● Task directions: Copy out each line featuring the string "skipped" from the entries beneath.

● Data for this task:
———

//! Training examples and datasets.

use sha2::{Digest, Sha256};
use std::collections::HashSet;

use crate::features::{extract_batch, FeatureVector};
use crate::game::{GameState, PlayCall};
use crate::models::ModelKind;
use crate::{DecisionServiceError, Result};

/// One historical situation with whatever outcomes were observed for it.
#[derive(Debug, Clone, PartialEq)]
pub struct HistoricalRecord {
    /// Stable identifier (play id); drives the deterministic split
    pub id: u64,
    pub state: GameState,
    /// Play call actually made
    pub decision: Option<PlayCall>,
    /// Points of the next score, from the offense's point of view
    pub points: Option<f64>,
}

/// Observed label of a training example.
#[derive(Debug, Clone, Copy, PartialEq)]
pub enum Outcome {
    Decision(PlayCall),
    Value(f64),
}

impl Outcome {
    pub fn kind(&self) -> ModelKind {
        match self {
            Outcome::Decision(_) => ModelKind::DecisionClassifier,
            Outcome::Value(_) => ModelKind::OutcomeRegressor,
        }
    }
}

#[derive(Debug, Clone, PartialEq)]
pub struct TrainingExample {
    pub id: u64,
    pub features: FeatureVector,
    pub outcome: Outcome,
}

/// Examples for one model kind plus a content-derived snapshot id.
#[derive(Debug, Clone)]
pub struct TrainingDataset {
    kind: ModelKind,
    examples: Vec<TrainingExample>,
    snapshot_id: String,
}

impl TrainingDataset {
    /// Fails with `DuplicateExample` when two examples share an id: the
    /// split and the snapshot id both order examples by id alone.
    pub fn new(kind: ModelKind, examples: Vec<TrainingExample>) -> Result<Self> {
        let mut seen = HashSet::with_capacity(examples.len());
        if let Some(dup) = examples.iter().find(|e| !seen.insert(e.id)) {
            return Err(DecisionServiceError::DuplicateExample { id: dup.id });
        }
        if let Some(bad) = examples.iter().find(|e| e.outcome.kind() != kind) {
            return Err(DecisionServiceError::InvalidConfig(format!(
                "example {} carries a {} label in a {} dataset",
                bad.id,
                bad.outcome.kind(),
                kind
            )));
        }
        let snapshot_id = snapshot_id(&examples);
        Ok(Self {
            kind,
            examples,
            snapshot_id,
        })
    }

    /// Build a dataset from history, keeping the records labelled for `kind`.
    pub fn from_records(kind: ModelKind, records: &[HistoricalRecord]) -> Result<Self> {
        let labelled: Vec<(&HistoricalRecord, Outcome)> = records
            .iter()
            .filter_map(|r| {
                let outcome = match kind {
                    ModelKind::DecisionClassifier => r.decision.map(Outcome::Decision),
                    ModelKind::OutcomeRegressor => r.points.map(Outcome::Value),
                };
                outcome.map(|o| (r, o))
            })
            .collect();

        let skipped = records.len() - labelled.len();
        if skipped > 0 {
            log::debug!("{} records carry no {} label, skipped", skipped, kind);
        }

        let states: Vec<GameState> = labelled.iter().map(|(r, _)| r.state.clone()).collect();
        let features = extract_batch(&states);
        let examples = labelled
            .into_iter()
            .zip(features)
            .map(|((record, outcome), features)| TrainingExample {
                id: record.id,
                features,
                outcome,
            })
            .collect();

        Self::new(kind, examples)
    }

    pub fn kind(&self) -> ModelKind {
        self.kind
    }

    pub fn examples(&self) -> &[TrainingExample] {
        &self.examples
    }

    pub fn len(&self) -> usize {
        self.examples.len()
    }

    pub fn is_empty(&self) -> bool {
        self.examples.is_empty()
    }

    pub fn snapshot_id(&self) -> &str {
        &self.snapshot_id
    }
}

/// SHA-256 over the examples in id order, so arrival order does not matter.
fn snapshot_id(examples: &[TrainingExample]) -> String {
    let mut ordered: Vec<&TrainingExample> = examples.iter().collect();
    ordered.sort_by_key(|e| e.id);

    let mut hasher = Sha256::new();
    for example in ordered {
        hasher.update(example.id.to_le_bytes());
        hasher.update(example.features.schema_version().to_le_bytes());
        for value in example.features.as_slice() {
            hasher.update(value.to_le_bytes());
        }
        match example.outcome {
            Outcome::Decision(call) => hasher.update(call.label().as_bytes()),
            Outcome::Value(v) => hasher.update(v.to_le_bytes()),
        }
    }
    hasher
        .finalize()
        .iter()
        .take(8)
        .map(|b| format!("{:02x}", b))
        .collect()
}

#[cfg(test)]
mod tests {
    use super::*;

    fn record(id: u64, yards: i64, decision: Option<PlayCall>, points: Option<f64>) -> HistoricalRecord {
        HistoricalRecord {
            id,
            state: GameState::builder(4, 1, yards).build().unwrap(),
            decision,
            points,
        }
    }

    #[test]
    fn test_from_records_keeps_labelled_rows() {
        let records = vec![
            record(1, 30, Some(PlayCall::FieldGoal), Some(2.5)),
            record(2, 70, Some(PlayCall::Punt), None),
            record(3, 50, None, Some(1.0)),
        ];
        let decisions = TrainingDataset::from_records(ModelKind::DecisionClassifier, &records).unwrap();
        assert_eq!(decisions.len(), 2);
        let points = TrainingDataset::from_records(ModelKind::OutcomeRegressor, &records).unwrap();
        assert_eq!(points.len(), 2);
        assert_eq!(points.examples()[1].id, 3);
    }

    #[test]
    fn test_snapshot_id_ignores_arrival_order() {
        let records = vec![
            record(1, 30, Some(PlayCall::FieldGoal), None),
            record(2, 70, Some(PlayCall::Punt), None),
        ];
        let mut reversed = records.clone();
        reversed.reverse();
        let a = TrainingDataset::from_records(ModelKind::DecisionClassifier, &records).unwrap();
        let b = TrainingDataset::from_records(ModelKind::DecisionClassifier, &reversed).unwrap();
        assert_eq!(a.snapshot_id(), b.snapshot_id());
        assert_eq!(a.snapshot_id().len(), 16);
    }

    #[test]
    fn test_snapshot_id_changes_with_labels() {
        let a = TrainingDataset::from_records(
            ModelKind::DecisionClassifier,
            &[record(1, 30, Some(PlayCall::FieldGoal), None)],
        )
        .unwrap();
        let b = TrainingDataset::from_records(
            ModelKind::DecisionClassifier,
            &[record(1, 30, Some(PlayCall::Go), None)],
        )
        .unwrap();
        assert_ne!(a.snapshot_id(), b.snapshot_id());
    }

    #[test]
    fn test_repeated_ids_rejected() {
        let records: Vec<HistoricalRecord> = (0..40)
            .map(|i| record(i % 10, 20 + i as i64, Some(PlayCall::ALL[(i % 3) as usize]), None))
            .collect();
        let err = TrainingDataset::from_records(ModelKind::DecisionClassifier, &records).unwrap_err();
        assert!(matches!(err, DecisionServiceError::DuplicateExample { id: 0 }));
        assert_eq!(err.kind(), "duplicate_example");
    }

    #[test]
    fn test_mixed_labels_rejected() {
        let state = GameState::builder(4, 1, 30).build().unwrap();
        let features = crate::features::extract(&state);
        let examples = vec![TrainingExample {
            id: 1,
            features,
            outcome: Outcome::Value(3.0),
        }];
        let err = TrainingDataset::new(ModelKind::DecisionClassifier, examples).unwrap_err();
        assert!(matches!(err, DecisionServiceError::InvalidConfig(_)));
    }
}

———

● Result of this exercise:
        let skipped = records.len() - labelled.len();
        if skipped > 0 {
            log::debug!("{} records carry no {} label, skipped", skipped, kind);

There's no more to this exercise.